Manufactured Materials

Why can't we buy manufactured materials? I understand why we can't buy raw materials such as Alexanderite, Painite and such. And I also understand that we can't buy data. But manufactured materials? They don't appear out of thin space. Someone manufactures them. So why does no one sell them? I can even understand having to pay retail prices (say 3 or 4 times the wholesale that ship manufacturers pay),. I mean they do buy them in bulk.. But we really should be able to purchase them at retail prices. And before you say thee are some things that the common citizenry can't buy, I'll remind you that uranite and uranium are available for purchase with credits in-game. So we can't buy the stuff they make ships out of, but we can buy the stuff they make atomic bombs out of? Say what? How does that make any kind of sense?
 
So no answer. Even though it takes rare raw materials (which no one is going to sell to the public anyway because the market won't bear the price) to get a module engineered to grade 5. I love this game, but some of the inconsistencies are just totally outlandish. Hyperdrive, FTL cruise, shields, even munitions that automatically detonate if a target ins't struck in a certain length of time, sure. But thinking economics and markets are going to change this much? Unbelievable. Were I rich with millions of dollars in the bank, I could buy every every manufactured part that comprised an automobile or even a warship. But they think we won't be able to do the same in 1100 or 1200 years? o_O
 
The best (or, to be pedantic, least-bad) explanation, lore-wise, is probably that the ED universe is a little bit "Mad Max" and, as such, there's a finite supply of technology available and the only way to obtain yours is to take it away from somebody else, or pick up stuff others have left lying around.

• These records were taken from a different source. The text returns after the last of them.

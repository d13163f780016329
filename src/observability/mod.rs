//! 可观测性

use tracing_subscriber::{fmt, prelude::*, EnvFilter};

/// 日志：默认 info，可通过 RUST_LOG 覆盖；输出到 stderr，stdout 留给运行结果
pub fn init() {
    let filter = EnvFilter::try_from_default_env().unwrap_or_else(|_| EnvFilter::new("info"));
    let _ = tracing_subscriber::registry()
        .with(filter)
        .with(fmt::layer().with_writer(std::io::stderr))
        .try_init();
}
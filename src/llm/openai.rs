//! OpenAI 兼容 API 客户端
//!
//! 通过 async_openai 调用任意 OpenAI 兼容端点（可配置 base_url）；单次请求带超时，错误映射为 LlmError。

use std::sync::atomic::{AtomicU64, Ordering};
use std::sync::Arc;
use std::time::Duration;

use async_openai::config::OpenAIConfig;
use async_openai::error::OpenAIError;
use async_openai::types::chat::{
    ChatCompletionRequestAssistantMessageArgs, ChatCompletionRequestMessage,
    ChatCompletionRequestSystemMessageArgs, ChatCompletionRequestUserMessageArgs,
    CreateChatCompletionRequestArgs,
};
use async_openai::Client;
use async_trait::async_trait;

use crate::llm::{LlmClient, LlmError};
use crate::memory::{Message, Role};

/// Token 使用统计（累计值）
#[derive(Debug, Clone, Default)]
pub struct TokenUsage {
    pub prompt_tokens: Arc<AtomicU64>,
    pub completion_tokens: Arc<AtomicU64>,
    pub total_tokens: Arc<AtomicU64>,
}

impl TokenUsage {
    pub fn new() -> Self {
        Self::default()
    }

    pub fn add(&self, prompt: u64, completion: u64) {
        self.prompt_tokens.fetch_add(prompt, Ordering::Relaxed);
        self.completion_tokens.fetch_add(completion, Ordering::Relaxed);
        self.total_tokens.fetch_add(prompt + completion, Ordering::Relaxed);
    }

    pub fn get(&self) -> (u64, u64, u64) {
        (
            self.prompt_tokens.load(Ordering::Relaxed),
            self.completion_tokens.load(Ordering::Relaxed),
            self.total_tokens.load(Ordering::Relaxed),
        )
    }
}

/// OpenAI 兼容客户端：持有 Client、model 名与采样温度
pub struct OpenAiClient {
    client: Client<OpenAIConfig>,
    model: String,
    temperature: Option<f32>,
    timeout: Duration,
    /// 累计 token 使用统计
    pub usage: TokenUsage,
}

impl OpenAiClient {
    pub fn new(base_url: Option<&str>, model: &str, api_key: Option<&str>) -> Self {
        let api_key = api_key
            .map(String::from)
            .or_else(|| std::env::var("OPENAI_API_KEY").ok())
            .unwrap_or_else(|| "sk-placeholder".to_string());

        let config = match base_url {
            Some(url) => OpenAIConfig::new().with_api_base(url).with_api_key(api_key),
            None => OpenAIConfig::new().with_api_key(api_key),
        };

        Self {
            client: Client::with_config(config),
            model: model.to_string(),
            temperature: None,
            timeout: Duration::from_secs(120),
            usage: TokenUsage::new(),
        }
    }

    pub fn with_temperature(mut self, temperature: f32) -> Self {
        self.temperature = Some(temperature);
        self
    }

    pub fn with_timeout(mut self, timeout: Duration) -> Self {
        self.timeout = timeout;
        self
    }

    pub fn model(&self) -> &str {
        &self.model
    }

    fn to_openai_messages(
        &self,
        messages: &[Message],
    ) -> Result<Vec<ChatCompletionRequestMessage>, LlmError> {
        messages
            .iter()
            .map(|m| {
                let built = match m.role {
                    Role::System => ChatCompletionRequestSystemMessageArgs::default()
                        .content(m.content.clone())
                        .build()
                        .map(ChatCompletionRequestMessage::System),
                    Role::User => ChatCompletionRequestUserMessageArgs::default()
                        .content(m.content.clone())
                        .build()
                        .map(ChatCompletionRequestMessage::User),
                    Role::Assistant => ChatCompletionRequestAssistantMessageArgs::default()
                        .content(m.content.clone())
                        .build()
                        .map(ChatCompletionRequestMessage::Assistant),
                };
                built.map_err(|e| LlmError::InvalidRequest(e.to_string()))
            })
            .collect()
    }
}

fn map_openai_error(e: OpenAIError) -> LlmError {
    match e {
        OpenAIError::Reqwest(inner) => LlmError::Network(inner.to_string()),
        OpenAIError::InvalidArgument(msg) => LlmError::InvalidRequest(msg),
        other => {
            let text = other.to_string();
            if text.to_lowercase().contains("rate limit") {
                LlmError::RateLimited { retry_after_ms: 1000 }
            } else {
                LlmError::ApiError(text)
            }
        }
    }
}

#[async_trait]
impl LlmClient for OpenAiClient {
    fn token_usage(&self) -> (u64, u64, u64) {
        self.usage.get()
    }

    async fn complete(&self, messages: &[Message]) -> Result<String, LlmError> {
        let mut args = CreateChatCompletionRequestArgs::default();
        args.model(&self.model).messages(self.to_openai_messages(messages)?);
        if let Some(t) = self.temperature {
            args.temperature(t);
        }
        let request = args
            .build()
            .map_err(|e| LlmError::InvalidRequest(e.to_string()))?;

        let response = tokio::time::timeout(self.timeout, self.client.chat().create(request))
            .await
            .map_err(|_| LlmError::Timeout)?
            .map_err(map_openai_error)?;

        if let Some(usage) = &response.usage {
            self.usage
                .add(usage.prompt_tokens as u64, usage.completion_tokens as u64);
        }

        let content = response
            .choices
            .first()
            .and_then(|c| c.message.content.clone())
            .unwrap_or_default();

        Ok(content)
    }
}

If, OTOH, you're asking what the practical reason is; 'cos game.
 
I was under the impression that these materials are sub-components of larger systems. The graphical representation of some of them when you target them are of broken items, so it's like they come from larger sub systems. Thermic alloys wouldn't be a commodity, but they would exist in some specific modules.
 
Because it's a material needed for engineering. If you could buy it so could the engineer.
So if I were the owner/CEO etc of a company that manufactured conductive wiring, you say I wouldn't want to sell as much of it as I could? Human nature won't change that much in a mere 1200 years.
Ship and module manufacturers have a monopoly on them and don't like to share?
And what are they going to do if the manufacturer starts selling to the public? Stop purchasing these things? Then how will they build their ships that they sell? And how will the module manufacturers manufacture their modules they sell if they don't buy the sub-components?
I was under the impression that these materials are sub-components of larger systems. The graphical representation of some of them when you target them are of broken items, so it's like they come from larger sub systems. Thermic alloys wouldn't be a commodity, but they would exist in some specific modules.
Were I rich with millions of dollars in the bank, I could purchase the silicon wafers which make up the chips we use in computers. I could purchase the plastic that goes into manufacturing a keyboard. I could even purchase the liquid that goes into manufacturing an LCD display. We are talking about manufactured items, not raw minerals.
 
If it can be bought, it becomes a commodity and then ........ you lose it if you are shot down ! :eek:
That would be fine with me. Never did understand how you could carry 200 focus crystals and all the other manufactured material and then have it all show up again after the re-buy screen.
 
You can't buy them because they've given you so much money that it's not worth anything any more. Materials exist to enforce a rate of progression that credits no longer can.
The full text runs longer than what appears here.